NOW and other women's groups have come under fire for not being more critical of the president over his female troubles, including the Paula Jones sexual-harassment suit, while firmly siding against conservative Supreme Court Justice Clarence Thomas and former Sen. Bob Packwood (R) of Oregon when they faced harassment charges.
Gender or politics
The answer, say conservatives, is pure partisanship. "When you get down to an issue like this, it isn't women vs. men, it's a political issue," says Anita Blair, executive vice president of the Independent Women's Forum, a moderately conservative group based in Arlington, Va.
Ireland rejects this argument, noting that she's been arrested while protesting Clinton policies. Interns at NOW were planning to release yesterday a pledge for public officials to sign, promising they won't have sexual relations with interns or staff. This indicates NOW is responsive to an issue uppermost in public discourse, says Ireland.
Though NOW doesn't speak for Clinton's women supporters, a turn by the organization and others like it against the president could deal a fatal blow to his authority. "If women's attitudes begin to collapse, then he really is in peril," says Republican pollster Linda Divall.
Ms.
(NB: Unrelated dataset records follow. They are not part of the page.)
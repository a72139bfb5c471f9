//! HTTP API for the devcat catalog.
//!
//! Routes (`{api}` is the API location, `/dc` by default):
//!
//! ```text
//! GET    {api}                                  collection page
//! POST   {api}                                  register an entity
//! GET    {api}/{type}/{path}/{op}/{value}       attribute-path filter
//! GET    {api}/{root}/{leaf}                    entity with a page of resources
//! PUT    {api}/{root}/{leaf}                    replace an entity
//! DELETE {api}/{root}/{leaf}                    remove an entity
//! GET    {api}/{root}/{leaf}/{resource}         single resource
//! GET    /static/*                              files of the static directory, if set
//! ```

mod sweeper;

pub use sweeper::spawn_expiry_sweeper;

use axum::{
    Router,
    body::Bytes,
    extract::{Path, Query, State},
    http::{HeaderValue, StatusCode, header},
    response::{IntoResponse, Response},
    routing::{get, post},
};
use devcat_store::{FilterMatch, FilterTarget, RegistryStore, ViewBuilder};
use devcat_types::{API_VERSION, CatalogError, Entity};
use serde::Serialize;
use std::collections::HashMap;
use std::path::{Path as FsPath, PathBuf};
use std::sync::Arc;
use tower_http::catch_panic::CatchPanicLayer;
use tower_http::services::ServeDir;
use tower_http::trace::TraceLayer;
use tracing::{debug, info, warn};

const PARAM_PAGE: &str = "page";
const PARAM_PER_PAGE: &str = "per_page";

/// Mount point of the static directory (JSON-LD contexts and the like).
pub const STATIC_LOCATION: &str = "/static";

/// Content type of every successful response.
pub fn ld_content_type() -> String {
    format!("application/ld+json;version={API_VERSION}")
}

/// State shared by all handlers.
pub struct AppState {
    store: Arc<RegistryStore>,
    views: ViewBuilder,
    static_dir: Option<PathBuf>,
}

impl AppState {
    pub fn new(store: Arc<RegistryStore>, views: ViewBuilder) -> Self {
        Self {
            store,
            views,
            static_dir: None,
        }
    }

    /// Serves the files under `dir` at [`STATIC_LOCATION`].
    pub fn with_static_dir(mut self, dir: impl Into<PathBuf>) -> Self {
        self.static_dir = Some(dir.into());
        self
    }

    pub fn static_dir(&self) -> Option<&FsPath> {
        self.static_dir.as_deref()
    }

    pub fn store(&self) -> &Arc<RegistryStore> {
        &self.store
    }

    /// Path prefix all routes live under.
    pub fn api_location(&self) -> &str {
        self.views.formatter().base()
    }
}

/// A [`CatalogError`] rendered as an HTTP response.
#[derive(Debug)]
pub struct ApiError(pub CatalogError);

impl From<CatalogError> for ApiError {
    fn from(e: CatalogError) -> Self {
        Self(e)
    }
}

impl From<serde_json::Error> for ApiError {
    fn from(e: serde_json::Error) -> Self {
        Self(e.into())
    }
}

impl IntoResponse for ApiError {
    fn into_response(self) -> Response {
        let status = match &self.0 {
            CatalogError::NotFound(_) => StatusCode::NOT_FOUND,
            CatalogError::DuplicateId(_) => StatusCode::CONFLICT,
            CatalogError::InvalidInput(_) => StatusCode::BAD_REQUEST,
            CatalogError::StorageFailure(_)
            | CatalogError::TransportFailure(_)
            | CatalogError::ProtocolExhausted { .. } => StatusCode::INTERNAL_SERVER_ERROR,
        };
        if status.is_server_error() {
            warn!("Request failed: {}", self.0);
        } else {
            debug!("Request rejected ({status}): {}", self.0);
        }
        (status, format!("Error processing the request: {}\n", self.0)).into_response()
    }
}

type ApiResult = Result<Response, ApiError>;

fn ld_json<T: Serialize>(status: StatusCode, body: &T) -> ApiResult {
    let bytes = serde_json::to_vec(body).map_err(|e| CatalogError::StorageFailure(e.to_string()))?;
    let mut response = (status, bytes).into_response();
    let content_type = HeaderValue::from_str(&ld_content_type())
        .map_err(|e| CatalogError::StorageFailure(e.to_string()))?;
    response
        .headers_mut()
        .insert(header::CONTENT_TYPE, content_type);
    Ok(response)
}

/// Reads `page`/`per_page`; missing or non-numeric values fall back to 0,
/// which the page clamp turns into the defaults.
fn paging(params: &HashMap<String, String>) -> (i64, i64) {
    let read = |key: &str| {
        params
            .get(key)
            .and_then(|v| v.trim().parse::<i64>().ok())
            .unwrap_or(0)
    };
    (read(PARAM_PAGE), read(PARAM_PER_PAGE))
}

fn parse_entity(state: &AppState, body: &[u8]) -> Result<Entity, ApiError> {
    let entity: Entity = serde_json::from_slice(body)?;
    Ok(state.views.formatter().to_relative(&entity))
}

// ── Handlers ─────────────────────────────────────────────────────

async fn list(
    State(state): State<Arc<AppState>>,
    Query(params): Query<HashMap<String, String>>,
) -> ApiResult {
    let (page, per_page) = paging(&params);
    let (entities, total) = state.store.get_many(page, per_page)?;
    let collection = state
        .views
        .collection(&entities, state.views.page(page, per_page), total);
    ld_json(StatusCode::OK, &collection)
}

async fn filter(
    State(state): State<Arc<AppState>>,
    Path((ftype, path, op, value)): Path<(String, String, String, String)>,
    Query(params): Query<HashMap<String, String>>,
) -> ApiResult {
    let (page, per_page) = paging(&params);
    let target = FilterTarget::parse(&ftype, state.views.kind())?;
    let request = state.views.page(page, per_page);

    match state
        .store
        .path_filter(target, &path, &op, &value, page, per_page)?
    {
        FilterMatch::Entity(entity) => {
            ld_json(StatusCode::OK, &state.views.paginated_entity(&entity, request))
        }
        FilterMatch::Entities { entities, total } => {
            ld_json(StatusCode::OK, &state.views.collection(&entities, request, total))
        }
        FilterMatch::Resource(resource) => {
            ld_json(StatusCode::OK, &state.views.resource(&resource))
        }
    }
}

async fn get_entity(
    State(state): State<Arc<AppState>>,
    Path((root, leaf)): Path<(String, String)>,
    Query(params): Query<HashMap<String, String>>,
) -> ApiResult {
    let (page, per_page) = paging(&params);
    let entity = state.store.get(&format!("{root}/{leaf}"))?;
    let view = state
        .views
        .paginated_entity(&entity, state.views.page(page, per_page));
    ld_json(StatusCode::OK, &view)
}

async fn get_resource(
    State(state): State<Arc<AppState>>,
    Path((root, leaf, name)): Path<(String, String, String)>,
) -> ApiResult {
    let entity_id = format!("{root}/{leaf}");
    state.store.get(&entity_id)?;
    let resource = state.store.get_resource(&format!("{entity_id}/{name}"))?;
    ld_json(StatusCode::OK, &state.views.resource(&resource))
}

async fn add(State(state): State<Arc<AppState>>, body: Bytes) -> ApiResult {
    let entity = parse_entity(&state, &body)?;
    let location = format!("{}/{}", state.api_location(), entity.id);
    let location = HeaderValue::from_bytes(location.as_bytes())
        .map_err(|e| CatalogError::InvalidInput(format!("id not usable in a header: {e}")))?;

    let added = state.store.add(entity)?;
    info!("Registered {}", added.id);

    let mut response = ld_json(StatusCode::CREATED, &state.views.entity(&added))?;
    response.headers_mut().insert(header::LOCATION, location);
    Ok(response)
}

async fn update(
    State(state): State<Arc<AppState>>,
    Path((root, leaf)): Path<(String, String)>,
    body: Bytes,
) -> ApiResult {
    let entity = parse_entity(&state, &body)?;
    let updated = state.store.update(&format!("{root}/{leaf}"), entity)?;
    debug!("Updated {}", updated.id);
    ld_json(StatusCode::OK, &state.views.entity(&updated))
}

async fn delete(
    State(state): State<Arc<AppState>>,
    Path((root, leaf)): Path<(String, String)>,
) -> ApiResult {
    let removed = state.store.delete(&format!("{root}/{leaf}"))?;
    info!("Deregistered {}", removed.id);
    ld_json(StatusCode::OK, &state.views.entity(&removed))
}

/// Request tracing and panic recovery; a panicking handler answers 500.
pub fn apply_middleware(router: Router) -> Router {
    router
        .layer(CatchPanicLayer::new())
        .layer(TraceLayer::new_for_http())
}

/// Builds the catalog router. Catalog routes live under the state's API
/// location, static files under [`STATIC_LOCATION`].
pub fn build_router(state: Arc<AppState>) -> Router {
    let api = state.api_location().to_string();
    let static_dir = state.static_dir().map(FsPath::to_path_buf);
    let root = if api.is_empty() { "/".to_string() } else { api.clone() };

    let mut router = Router::new().route(&root, get(list).post(add));
    if !api.is_empty() {
        router = router.route(&format!("{api}/"), post(add));
    }
    router = router
        .route(
            &format!("{api}/{{root}}/{{leaf}}"),
            get(get_entity).put(update).delete(delete),
        )
        .route(&format!("{api}/{{root}}/{{leaf}}/{{resource}}"), get(get_resource))
        .route(
            &format!("{api}/{{ftype}}/{{path}}/{{op}}/{{value}}"),
            get(filter),
        );
    if let Some(dir) = static_dir {
        router = router.nest_service(STATIC_LOCATION, ServeDir::new(dir));
    }
    apply_middleware(router.with_state(state))
}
Blair notes that some women's own attraction to the president may also help explain some of his residual support, and that, in general, men and women bring their own life experiences to their judgments about events. It could be, she says, that men look at the kind of behavior Clinton allegedly engaged in and think, "What a dope, it's so easy to avoid a situation like that."
Women on Lewinsky
Women might feel less charitable than men toward the intern Clinton allegedly had an affair with, Monica Lewinsky, Blair adds. "Maybe women think she was acting seductive," says Blair. "Men ... might say, 'Oh well, if I had the chance with a 21-year-old intern.... So he probably did it.' "
During the 1996 campaign, a columnist for the Greenville (S.C.) Times Examiner came up with a now-famous, if slightly tongue-in-cheek, explanation for why Clinton has a gender gap with women. "Women are dumb about men...," wrote Linda Lamb. "As evidence, check out all those 'advice for lovers of lunkheads' books. There's no end to the titles like ... 'Why You Keep Falling in Love with Arrogant Jerks Who Treat You Like Garbage ...'
"Who are these women who are buying all of these books?" Ms. Lamb asks. "The same women who like Bill Clinton."
A more serious explanation women give for why they like Clinton is that he has always surrounded himself with strong women and promoted their careers -- from his wife, Hillary, to Supreme Court Justice Ruth Bader Ginsburg and Secretary of State Madeleine Albright.
As long as Hillary Clinton is defending her husband, some women argue, they'll stick with him, too. "Women are more inclined to feel sympathy for Hillary," says Danielle Crittenden, editor of the conservative Women's Quarterly journal. "They don't like the press and the lurid details blasted over the TV with their kids in the room. They get mad at the messenger."